__What the exercise asks__: Collect each line of the entries that holds the string "matches".

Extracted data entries
□ □ □ □ □ □ □

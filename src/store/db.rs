//! Database connection management

use sqlx::postgres::{PgPool, PgPoolOptions};
use std::time::Duration;

/// PostgreSQL database connection pool
#[derive(Clone)]
pub struct Database {
    pool: PgPool,
}

impl Database {
    /// Create a new database connection pool
    pub async fn connect(database_url: &str) -> Result<Self, sqlx::Error> {
        let pool = PgPoolOptions::new()
            .max_connections(10)
            .acquire_timeout(Duration::from_secs(5))
            .connect(database_url)
            .await?;

        tracing::info!("PostgreSQL connection pool established");
        Ok(Self { pool })
    }

    /// Get a reference to the connection pool
    pub fn pool(&self) -> &PgPool {
        &self.pool
    }

    /// Check database health
    pub async fn health_check(&self) -> Result<(), sqlx::Error> {
        sqlx::query("SELECT 1").execute(&self.pool).await?;
        Ok(())
    }
}
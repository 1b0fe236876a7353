//! ledgerd - double-entry ledger service
//!
//! Stores accounts, records ledger entries, and moves funds between accounts
//! atomically over PostgreSQL.
//!
//! # Modules
//!
//! - [`store`] - PostgreSQL ledger store: row types, repositories, and the
//!   generic atomic-unit executor
//! - [`transfer`] - the atomic transfer engine (the concurrency core)
//! - [`gateway`] - axum HTTP service boundary
//! - [`config`] - YAML application configuration
//! - [`logging`] - tracing subscriber setup

pub mod config;
pub mod gateway;
pub mod logging;
pub mod store;
pub mod transfer;

// Convenient re-exports at crate root
pub use store::{
    Account, AccountRepository, Database, Entry, EntryRepository, Transfer, TransferRepository,
};
pub use transfer::{
    TransferError, TransferParams, TransferPolicy, TransferResult, TransferService,
};
//! Concurrency and atomicity tests for the transfer engine.
//!
//! These run real transactions against PostgreSQL and are ignored by
//! default; run them with `cargo test -- --ignored` against a database with
//! db/schema.sql loaded.

mod common;

use std::collections::HashSet;

use ledgerd::store::{AccountRepository, EntryRepository};
use ledgerd::transfer::{TransferError, TransferParams, TransferPolicy, TransferService};

#[tokio::test]
#[ignore] // Requires PostgreSQL
async fn concurrent_transfers_commit_in_distinct_ranks() {
    let pool = common::connect().await;
    let account1 = common::create_funded_account(&pool, 1000).await;
    let account2 = common::create_funded_account(&pool, 1000).await;

    let n: i64 = 10;
    let amount: i64 = 10;

    let mut handles = Vec::new();
    for _ in 0..n {
        let pool = pool.clone();
        let params = TransferParams {
            from_account_id: account1.id,
            to_account_id: account2.id,
            amount,
        };
        handles.push(tokio::spawn(async move {
            TransferService::default().execute(&pool, params).await
        }));
    }

    let mut seen_ranks = HashSet::new();
    for handle in handles {
        let result = handle
            .await
            .expect("Task should not panic")
            .expect("Transfer should commit");

        let transfer = &result.transfer;
        assert_eq!(transfer.from_account_id, account1.id);
        assert_eq!(transfer.to_account_id, account2.id);
        assert_eq!(transfer.amount, amount);
        assert!(transfer.id > 0);

        // Both entries must be durably visible outside the transaction.
        let from_entry = EntryRepository::get(&pool, result.from_entry.id)
            .await
            .expect("Should query entry")
            .expect("Debit entry should exist");
        assert_eq!(from_entry.account_id, account1.id);
        assert_eq!(from_entry.amount, -amount);

        let to_entry = EntryRepository::get(&pool, result.to_entry.id)
            .await
            .expect("Should query entry")
            .expect("Credit entry should exist");
        assert_eq!(to_entry.account_id, account2.id);
        assert_eq!(to_entry.amount, amount);

        // Conservation: what left one account arrived at the other.
        let diff_from = account1.balance - result.from_account.balance;
        let diff_to = result.to_account.balance - account2.balance;
        assert_eq!(diff_from, diff_to);
        assert!(diff_from > 0);
        assert_eq!(diff_from % amount, 0);

        // Each committed transfer observes a distinct cumulative delta.
        let k = diff_from / amount;
        assert!((1..=n).contains(&k));
        assert!(seen_ranks.insert(k), "rank {} observed twice", k);
    }
    assert_eq!(seen_ranks.len(), n as usize);

    let updated1 = AccountRepository::get(&pool, account1.id)
        .await
        .expect("Should query account")
        .expect("Account should exist");
    let updated2 = AccountRepository::get(&pool, account2.id)
        .await
        .expect("Should query account")
        .expect("Account should exist");

    assert_eq!(updated1.balance, account1.balance - n * amount);
    assert_eq!(updated2.balance, account2.balance + n * amount);
}

#[tokio::test]
#[ignore]
async fn opposing_transfers_do_not_deadlock() {
    let pool = common::connect().await;
    let account1 = common::create_funded_account(&pool, 1000).await;
    let account2 = common::create_funded_account(&pool, 1000).await;

    let n = 10;
    let amount: i64 = 10;

    // Half the calls transfer 1 -> 2, half 2 -> 1. Without the fixed
    // lock order these would deadlock pairwise inside the store.
    let mut handles = Vec::new();
    for i in 0..n {
        let (from_account_id, to_account_id) = if i % 2 == 1 {
            (account2.id, account1.id)
        } else {
            (account1.id, account2.id)
        };
        let pool = pool.clone();
        let params = TransferParams {
            from_account_id,
            to_account_id,
            amount,
        };
        handles.push(tokio::spawn(async move {
            TransferService::default().execute(&pool, params).await
        }));
    }

    for handle in handles {
        handle
            .await
            .expect("Task should not panic")
            .expect("Transfer should commit");
    }

    // Symmetric amounts: both balances return to their starting values.
    let updated1 = AccountRepository::get(&pool, account1.id)
        .await
        .expect("Should query account")
        .expect("Account should exist");
    let updated2 = AccountRepository::get(&pool, account2.id)
        .await
        .expect("Should query account")
        .expect("Account should exist");

    assert_eq!(updated1.balance, account1.balance);
    assert_eq!(updated2.balance, account2.balance);
}

#[tokio::test]
#[ignore]
async fn rejected_requests_touch_nothing() {
    let pool = common::connect().await;
    let account = common::create_funded_account(&pool, 100).await;

    let service = TransferService::default();

    let same_account = service
        .execute(
            &pool,
            TransferParams {
                from_account_id: account.id,
                to_account_id: account.id,
                amount: 10,
            },
        )
        .await;
    assert!(matches!(same_account, Err(TransferError::SameAccount)));

    let zero_amount = service
        .execute(
            &pool,
            TransferParams {
                from_account_id: account.id,
                to_account_id: account.id + 1,
                amount: 0,
            },
        )
        .await;
    assert!(matches!(
        zero_amount,
        Err(TransferError::NonPositiveAmount(0))
    ));

    let unknown_account = service
        .execute(
            &pool,
            TransferParams {
                from_account_id: account.id,
                to_account_id: i64::MAX,
                amount: 10,
            },
        )
        .await;
    assert!(matches!(
        unknown_account,
        Err(TransferError::AccountNotFound(id)) if id == i64::MAX
    ));

    // No balance change and no ledger lines for the account.
    let unchanged = AccountRepository::get(&pool, account.id)
        .await
        .expect("Should query account")
        .expect("Account should exist");
    assert_eq!(unchanged.balance, account.balance);

    let entries = EntryRepository::list_by_account(&pool, account.id, 10, 0)
        .await
        .expect("Should list entries");
    assert!(entries.is_empty());
}

#[tokio::test]
#[ignore]
async fn overdraft_rejection_rolls_back_everything() {
    let pool = common::connect().await;
    let poor = common::create_funded_account(&pool, 5).await;
    let rich = common::create_funded_account(&pool, 1000).await;

    let service = TransferService::new(TransferPolicy {
        reject_overdraft: true,
    });

    let result = service
        .execute(
            &pool,
            TransferParams {
                from_account_id: poor.id,
                to_account_id: rich.id,
                amount: 10,
            },
        )
        .await;

    match result {
        Err(TransferError::InsufficientBalance {
            account_id,
            balance,
            amount,
        }) => {
            assert_eq!(account_id, poor.id);
            assert_eq!(balance, 5);
            assert_eq!(amount, 10);
        }
        other => panic!("Expected InsufficientBalance, got {:?}", other.map(|_| ())),
    }

    // The whole unit rolled back: balances unchanged, no entries on either
    // account.
    for account in [&poor, &rich] {
        let current = AccountRepository::get(&pool, account.id)
            .await
            .expect("Should query account")
            .expect("Account should exist");
        assert_eq!(current.balance, account.balance);

        let entries = EntryRepository::list_by_account(&pool, account.id, 10, 0)
            .await
            .expect("Should list entries");
        assert!(entries.is_empty());
    }
}

#[tokio::test]
#[ignore]
async fn overdraft_allowed_by_default() {
    let pool = common::connect().await;
    let poor = common::create_funded_account(&pool, 5).await;
    let rich = common::create_funded_account(&pool, 1000).await;

    let result = TransferService::default()
        .execute(
            &pool,
            TransferParams {
                from_account_id: poor.id,
                to_account_id: rich.id,
                amount: 10,
            },
        )
        .await
        .expect("Default policy should allow overdraft");

    assert_eq!(result.from_account.balance, -5);
    assert_eq!(result.to_account.balance, 1010);
}
use thiserror::Error;

use crate::store::AtomicError;

#[derive(Error, Debug)]
pub enum TransferError {
    #[error("source and destination accounts are the same")]
    SameAccount,

    #[error("transfer amount must be positive, got {0}")]
    NonPositiveAmount(i64),

    #[error("account {0} not found")]
    AccountNotFound(i64),

    #[error(
        "account {account_id} has insufficient balance: {balance} available, {amount} requested"
    )]
    InsufficientBalance {
        account_id: i64,
        balance: i64,
        amount: i64,
    },

    #[error("database error: {0}")]
    Database(#[from] sqlx::Error),

    #[error("transfer aborted: {cause}; rollback also failed: {rollback}")]
    RollbackFailed {
        cause: Box<TransferError>,
        rollback: sqlx::Error,
    },
}

impl TransferError {
    /// True for requests the caller got wrong, as opposed to storage faults.
    pub fn is_invalid_request(&self) -> bool {
        matches!(
            self,
            TransferError::SameAccount
                | TransferError::NonPositiveAmount(_)
                | TransferError::InsufficientBalance { .. }
        )
    }

    pub fn is_not_found(&self) -> bool {
        matches!(self, TransferError::AccountNotFound(_))
    }
}

impl AtomicError for TransferError {
    fn rollback_failed(cause: Self, rollback: sqlx::Error) -> Self {
        TransferError::RollbackFailed {
            cause: Box::new(cause),
            rollback,
        }
    }
}
//! Account row CRUD

use super::models::Account;
use sqlx::PgExecutor;

/// Account repository
pub struct AccountRepository;

impl AccountRepository {
    /// Create a new account
    pub async fn create(
        db: impl PgExecutor<'_>,
        owner: &str,
        balance: i64,
        currency: &str,
    ) -> Result<Account, sqlx::Error> {
        sqlx::query_as(
            r#"INSERT INTO accounts (owner, balance, currency)
               VALUES ($1, $2, $3)
               RETURNING id, owner, balance, currency, created_at"#,
        )
        .bind(owner)
        .bind(balance)
        .bind(currency)
        .fetch_one(db)
        .await
    }

    /// Get account by ID
    pub async fn get(db: impl PgExecutor<'_>, id: i64) -> Result<Option<Account>, sqlx::Error> {
        sqlx::query_as(
            r#"SELECT id, owner, balance, currency, created_at
               FROM accounts WHERE id = $1"#,
        )
        .bind(id)
        .fetch_optional(db)
        .await
    }

    /// List accounts ordered by id
    pub async fn list(
        db: impl PgExecutor<'_>,
        limit: i64,
        offset: i64,
    ) -> Result<Vec<Account>, sqlx::Error> {
        sqlx::query_as(
            r#"SELECT id, owner, balance, currency, created_at
               FROM accounts ORDER BY id LIMIT $1 OFFSET $2"#,
        )
        .bind(limit)
        .bind(offset)
        .fetch_all(db)
        .await
    }

    /// Set an account's balance to an absolute value
    pub async fn update_balance(
        db: impl PgExecutor<'_>,
        id: i64,
        balance: i64,
    ) -> Result<Option<Account>, sqlx::Error> {
        sqlx::query_as(
            r#"UPDATE accounts SET balance = $1 WHERE id = $2
               RETURNING id, owner, balance, currency, created_at"#,
        )
        .bind(balance)
        .bind(id)
        .fetch_optional(db)
        .await
    }

    /// Apply a signed delta to an account's balance and return the updated
    /// row. The UPDATE takes the row lock; the transfer engine relies on that
    /// when it orders its two balance updates.
    pub async fn add_balance(
        db: impl PgExecutor<'_>,
        id: i64,
        delta: i64,
    ) -> Result<Option<Account>, sqlx::Error> {
        sqlx::query_as(
            r#"UPDATE accounts SET balance = balance + $1 WHERE id = $2
               RETURNING id, owner, balance, currency, created_at"#,
        )
        .bind(delta)
        .bind(id)
        .fetch_optional(db)
        .await
    }

    /// Delete an account. Returns false if no row existed.
    pub async fn delete(db: impl PgExecutor<'_>, id: i64) -> Result<bool, sqlx::Error> {
        let result = sqlx::query("DELETE FROM accounts WHERE id = $1")
            .bind(id)
            .execute(db)
            .await?;
        Ok(result.rows_affected() > 0)
    }
}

□ □ □ □ □ □ □

__Output of the task__:
    assert!(matches!(same_account, Err(TransferError::SameAccount)));
    assert!(matches!(
    assert!(matches!(
        matches!(
        matches!(self, TransferError::AccountNotFound(_))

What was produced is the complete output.